大河歴史ドラマを50話くらい見たりもするのだろう。
そのような体験の中で、法則的知性と物語的知性が両方働いている。
歴史の解説などでは、説明する人がどのような立場であるか、分かる場合がある。
・具体的な歴史の背景にある法則を見つけて解説しようとする態度。勇気のある試みであるが説得力については問題があり、政治的立場によって理解や評価が異なることもある。
法則まではいないとしても、その場面の歴史的事実の説明として、勢力の力学的分析をして見せる態度。
・歴史をただ物語として、語る態度。たまに人生の教訓を語ったりもする。
・写真のように、詳細にただ語る。郷土の歴史、会社の歴史などはこのようなものかもしれない。
そうなると、歴史の試験問題は、かなり異なった観点で出題することができそうである。
勿論、法則や勢力の力学的分析については、政治的立場が影響することがあり、問題になることもある。
それを回避するには、写真的記憶を問うことが簡易である。その詳細さで点数に差をつければよいのだから、ある程度評価の客観性も保持できる。
そんなわけがあって、歴史教育の場面で、理解を深めることの難しさがあるのではないかと思う。
何とか事件の時の王様は誰でしたかとか、子供のころの社会の問題だと思うが、そんな知識は、基礎として大切ではあるだろうが、その意味とか理解とかが大切なのにとも思う。
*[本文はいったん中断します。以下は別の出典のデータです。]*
// src/github/client.rs
// =============================================================================
// A thin client for the four GitHub REST calls the explorer makes.
//
// Endpoints:
// - GET /users/{username}                        -> UserProfile
// - GET /users/{username}/repos?per_page=100     -> Vec<RepoSummary>
// - GET {repo.languages_url}                     -> LanguageMap
// - GET /repos/{username}/{repo}/contents/{path} -> Contents (dir or file)
//
// Every request carries the configured token (if any). There are no
// retries and no caching; a failed call is returned as an ApiError and the
// caller decides what that means (see github/load.rs).
//
// The GithubApi trait is the seam the rest of the crate is written
// against, so tests can swap in an in-memory fake.
// =============================================================================

use async_trait::async_trait;
use reqwest::header::{ACCEPT, AUTHORIZATION};
use reqwest::Client;
use serde::de::DeserializeOwned;
use tracing::debug;
use url::Url;

use super::types::{Contents, LanguageMap, RepoSummary, UserProfile};
use crate::config::Config;
use crate::error::ApiError;

/// A single page is assumed to be enough for one account
pub const REPOS_PER_PAGE: u32 = 100;

const USER_AGENT: &str = concat!(env!("CARGO_PKG_NAME"), "/", env!("CARGO_PKG_VERSION"));

// Everything the explorer needs from GitHub
//
// Implementations return raw results; degrade policies are applied by the
// callers, not here.
#[async_trait]
pub trait GithubApi: Send + Sync {
    /// Login of the explored account
    fn username(&self) -> &str;

    async fn fetch_user(&self) -> Result<UserProfile, ApiError>;

    async fn fetch_repositories(&self) -> Result<Vec<RepoSummary>, ApiError>;

    async fn fetch_languages(&self, repo: &RepoSummary) -> Result<LanguageMap, ApiError>;

    /// `path` is relative to the repository root; "" means the root itself
    async fn fetch_contents(&self, repo: &str, path: &str) -> Result<Contents, ApiError>;
}

// The real client, backed by reqwest
//
// Cloning is cheap: reqwest::Client is reference counted internally.
#[derive(Debug, Clone)]
pub struct GithubClient {
    http: Client,
    config: Config,
}

impl GithubClient {
    pub fn new(config: Config) -> Result<Self, ApiError> {
        // GitHub rejects requests without a User-Agent
        let http = Client::builder().user_agent(USER_AGENT).build()?;
        Ok(Self { http, config })
    }

    // Builds {api_base}/{segments...}, percent-encoding each segment
    fn endpoint<'a, I>(&self, segments: I) -> Result<Url, ApiError>
    where
        I: IntoIterator<Item = &'a str>,
    {
        build_endpoint(&self.config.api_base, segments)
    }

    async fn get_json<T: DeserializeOwned>(&self, url: Url) -> Result<T, ApiError> {
        debug!(%url, "GET");

        // Step 1: Build the request, asking for the v3 JSON media type
        let mut request = self
            .http
            .get(url.clone())
            .header(ACCEPT, "application/vnd.github+json");

        // Step 2: Attach the token if there is one; otherwise go unauthenticated
        if let Some(auth) = self.config.authorization() {
            request = request.header(AUTHORIZATION, auth);
        }

        // Step 3: Send it. DNS, TLS and connection errors end up as Transport
        let response = request.send().await?;
        let status = response.status();

        // Step 4: Non-2xx -> Status error, keeping GitHub's own message if it sent one
        if !status.is_success() {
            // The body is only for the message; losing it is not worth a second error
            let body = response.text().await.unwrap_or_default();
            let message = error_message(&body)
                .or_else(|| status.canonical_reason().map(str::to_string))
                .unwrap_or_default();
            debug!(%url, status = status.as_u16(), %message, "GitHub error response");
            return Err(ApiError::Status {
                status: status.as_u16(),
                message,
            });
        }

        // Step 5: Parse the body; a shape mismatch is a Transport error too
        Ok(response.json::<T>().await?)
    }
}

#[async_trait]
impl GithubApi for GithubClient {
    fn username(&self) -> &str {
        &self.config.username
    }

    async fn fetch_user(&self) -> Result<UserProfile, ApiError> {
        let url = self.endpoint(["users", self.config.username.as_str()])?;
        self.get_json(url).await
    }

    async fn fetch_repositories(&self) -> Result<Vec<RepoSummary>, ApiError> {
        let mut url = self.endpoint(["users", self.config.username.as_str(), "repos"])?;
        // One page of up to 100; accounts with more are cut off
        url.query_pairs_mut()
            .append_pair("per_page", &REPOS_PER_PAGE.to_string());
        self.get_json(url).await
    }

    async fn fetch_languages(&self, repo: &RepoSummary) -> Result<LanguageMap, ApiError> {
        // Older fixtures may lack languages_url; the endpoint is predictable anyway
        let url = if repo.languages_url.is_empty() {
            self.endpoint([
                "repos",
                self.config.username.as_str(),
                repo.name.as_str(),
                "languages",
            ])?
        } else {
            Url::parse(&repo.languages_url)?
        };

        // {"JavaScript": 12345, "HTML": 678}; preserve_order keeps GitHub's order
        let raw: serde_json::Map<String, serde_json::Value> = self.get_json(url).await?;
        Ok(raw
            .into_iter()
            .filter_map(|(language, bytes)| bytes.as_u64().map(|bytes| (language, bytes)))
            .collect())
    }

    async fn fetch_contents(&self, repo: &str, path: &str) -> Result<Contents, ApiError> {
        // Each path segment is encoded separately, so "/" stays a separator
        let mut segments = vec!["repos", self.config.username.as_str(), repo, "contents"];
        segments.extend(path.split('/').filter(|segment| !segment.is_empty()));
        let url = self.endpoint(segments)?;
        self.get_json(url).await
    }
}

fn build_endpoint<'a, I>(base: &Url, segments: I) -> Result<Url, ApiError>
where
    I: IntoIterator<Item = &'a str>,
{
    let mut url = base.clone();
    url.path_segments_mut()
        .map_err(|_| ApiError::InvalidUrl(url::ParseError::RelativeUrlWithCannotBeABaseBase))?
        .pop_if_empty()
        .extend(segments);
    Ok(url)
}

// GitHub error bodies look like {"message": "Not Found", "documentation_url": ...}
fn error_message(body: &str) -> Option<String> {
    let value: serde_json::Value = serde_json::from_str(body).ok()?;
    value
        .get("message")
        .and_then(|message| message.as_str())
        .map(str::to_string)
}

// -----------------------------------------------------------------------------
// NOTES:
//
// 1. Why a trait?
//    - Everything above the client (aggregator, browser, resolver) only
//      needs "something that can answer these four questions"
//    - Tests implement GithubApi over a HashMap (see github/fake.rs)
//
// 2. Why #[async_trait]?
//    - It lets the trait have async methods and stay object safe, so
//      callers can take `&impl GithubApi` or `&dyn GithubApi` alike
//
// 3. path_segments_mut()
//    - Appends path segments and percent-encodes each one, so a file
//      called "my notes.md" becomes "my%20notes.md" in the request
// -----------------------------------------------------------------------------
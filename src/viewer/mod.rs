// src/viewer/mod.rs
// =============================================================================
// Viewing a single file from a repository.
//
// Submodules:
// - resolve: fetch + base64 decode, with NotAFile / UnsupportedContent
// - open:    what the file page does with each outcome
// - syntax:  extension -> highlighter language
// =============================================================================

mod open;
mod resolve;
mod syntax;

pub use open::{github_blob_url, open_file, ViewOutcome};
pub use resolve::FileContent;
// src/browser/state.rs
// =============================================================================
// RepoBrowser: the directory browser for one repository.
//
// The browser owns the current NavigationPath. Every navigation:
// 1. moves to the new path
// 2. rewrites the page URL (replace, never push)
// 3. switches the listing to Loading
// 4. bumps the navigation generation
// 5. hands back a PendingListing describing the fetch to perform
//
// The fetch itself happens outside the browser. Its result is applied
// with `commit`, which drops it unless it was issued by the latest
// navigation, so after A -> root -> A the first fetch for A is dropped
// even though its path matches.
//
// Opening a file is the one write that pushes: the viewer link becomes a
// new history entry, and `close_file` steps back to the directory.
// =============================================================================

use tracing::debug;
use url::Url;

use super::location::{browser_url, path_from_url, viewer_url, Location};
use super::path::NavigationPath;
use crate::github::{list_directory, DirectoryEntry, GithubApi};

/// What the browser is currently showing
#[derive(Debug, Clone, PartialEq)]
pub enum Listing {
    Loading,
    Ready(Vec<DirectoryEntry>),
}

/// A directory fetch requested by a navigation
#[derive(Debug, Clone, PartialEq, Eq)]
#[must_use = "a navigation is only visible once its listing is fetched and committed"]
pub struct PendingListing {
    repo: String,
    path: NavigationPath,
    // Navigation that issued this fetch
    generation: u64,
}

impl PendingListing {
    pub fn path(&self) -> &NavigationPath {
        &self.path
    }

    /// Performs the fetch. Failures come back as an empty listing.
    pub async fn fetch(&self, api: &(impl GithubApi + ?Sized)) -> Vec<DirectoryEntry> {
        list_directory(api, &self.repo, &self.path.to_string()).await
    }
}

/// One clickable piece of the breadcrumb trail
#[derive(Debug, Clone, PartialEq, Eq)]
pub struct Breadcrumb {
    pub index: usize,
    /// Decoded, human-readable segment name
    pub label: String,
    /// Where clicking it leads
    pub path: NavigationPath,
}

/// Outcome of activating a directory entry
#[derive(Debug, Clone, PartialEq)]
pub enum Activation {
    /// A directory was entered; its listing must be fetched
    Entered(PendingListing),
    /// A file was chosen; the viewer link was pushed onto the history
    OpenFile { path: String, url: Url },
}

#[derive(Debug, Clone)]
pub struct RepoBrowser {
    repo: String,
    site_base: Url,
    path: NavigationPath,
    location: Location,
    listing: Listing,
    // Bumped by every navigation
    generation: u64,
}

impl RepoBrowser {
    /// Creates a browser seeded from the `path` parameter of `location`.
    ///
    /// This is the only time the URL is read.
    pub fn mount(
        repo: impl Into<String>,
        site_base: Url,
        location: Location,
    ) -> (Self, PendingListing) {
        let path = path_from_url(location.current());
        let mut browser = Self {
            repo: repo.into(),
            site_base,
            path: NavigationPath::root(),
            location,
            listing: Listing::Loading,
            generation: 0,
        };
        let pending = browser.navigate_to(path);
        (browser, pending)
    }

    pub fn repo(&self) -> &str {
        &self.repo
    }

    pub fn path(&self) -> &NavigationPath {
        &self.path
    }

    pub fn location(&self) -> &Location {
        &self.location
    }

    pub fn listing(&self) -> &Listing {
        &self.listing
    }

    pub fn is_loading(&self) -> bool {
        matches!(self.listing, Listing::Loading)
    }

    /// Entries of the committed listing (empty while loading)
    pub fn entries(&self) -> &[DirectoryEntry] {
        match &self.listing {
            Listing::Ready(entries) => entries,
            Listing::Loading => &[],
        }
    }

    pub fn enter_directory(&mut self, folder: &str) -> PendingListing {
        self.navigate_to(self.path.child(folder))
    }

    /// Jumps to the ancestor made of the first `index + 1` segments.
    pub fn go_to_segment(&mut self, index: usize) -> PendingListing {
        self.navigate_to(self.path.ancestor(index))
    }

    pub fn go_to_root(&mut self) -> PendingListing {
        self.navigate_to(NavigationPath::root())
    }

    /// Drops the last segment; at the root this stays at the root.
    pub fn go_up_one_level(&mut self) -> PendingListing {
        self.navigate_to(self.path.parent())
    }

    /// Moves to an arbitrary path, e.g. when a file link turned out to be a directory.
    pub fn navigate_to(&mut self, path: NavigationPath) -> PendingListing {
        debug!(repo = %self.repo, from = %self.path, to = %path, "Navigating");
        self.path = path;

        // The URL follows the path, without adding a history entry
        self.location
            .replace(browser_url(&self.site_base, &self.repo, &self.path));

        // Whatever was in flight before is now superseded
        self.listing = Listing::Loading;
        self.generation += 1;

        PendingListing {
            repo: self.repo.clone(),
            path: self.path.clone(),
            generation: self.generation,
        }
    }

    /// Applies a fetched listing if it was issued by the latest navigation.
    ///
    /// Returns false (and changes nothing) for a stale result.
    pub fn commit(&mut self, pending: PendingListing, entries: Vec<DirectoryEntry>) -> bool {
        let is_current = pending.generation == self.generation
            && pending.repo == self.repo
            && pending.path == self.path;

        if !is_current {
            debug!(
                stale = %pending.path,
                stale_generation = pending.generation,
                current = %self.path,
                current_generation = self.generation,
                "Discarding listing from a superseded navigation"
            );
            return false;
        }

        self.listing = Listing::Ready(entries);
        true
    }

    /// Fetches and commits in one step.
    pub async fn load(&mut self, api: &(impl GithubApi + ?Sized), pending: PendingListing) -> bool {
        let entries = pending.fetch(api).await;
        self.commit(pending, entries)
    }

    /// Directories are entered; files are opened in the viewer.
    pub fn activate(&mut self, entry: &DirectoryEntry) -> Activation {
        if entry.is_dir() {
            Activation::Entered(self.enter_directory(&entry.name))
        } else {
            let path = self.path.join(&entry.name);
            let url = self.open_file(&path);
            Activation::OpenFile { path, url }
        }
    }

    /// Pushes the viewer link for `file_path` and returns it.
    ///
    /// The path and listing stay as they are; only the history grows.
    pub fn open_file(&mut self, file_path: &str) -> Url {
        let url = viewer_url(&self.site_base, &self.repo, file_path);
        self.location.push(url.clone());
        debug!(
            repo = %self.repo,
            file = file_path,
            %url,
            history = self.location.history_len(),
            "Opening file"
        );
        url
    }

    /// Leaves the viewer by stepping back in the history.
    ///
    /// False if there was no earlier entry to return to.
    pub fn close_file(&mut self) -> bool {
        self.location.back()
    }

    /// Finds a committed entry by name.
    pub fn entry(&self, name: &str) -> Option<&DirectoryEntry> {
        self.entries().iter().find(|entry| entry.name == name)
    }

    pub fn breadcrumbs(&self) -> Vec<Breadcrumb> {
        self.path
            .segments()
            .iter()
            .enumerate()
            .map(|(index, label)| Breadcrumb {
                index,
                label: label.clone(),
                path: self.path.ancestor(index),
            })
            .collect()
    }
}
ところがその部分は時代により地域により、異なった語られ方をするので、その部分は遠慮しておきたいということになり、結果して、何のために勉強しているのか、意味が分からないということにもなるのだろう。学校で何を教えるのかという問題にもなる。
その点では数学などは政治的立場にはよらないので、分かりやすいともいえる。
しかし数格は道具的側面があって、高校でも大学でも物理学に役立つ数学という側面が強いと思う。物理学に役立つ数学を着々と教えているのだと理解できる。極端に言えば、量子力学を理解するための道具を高校や大学教養課程で教えているように思う。
数学そのものでいえば、論理学とか公理的体系とか集合論があるのだろうが、その部分はすでに破綻が言われていることもあり、ちょっと触れるだけで終わるのかもしれない。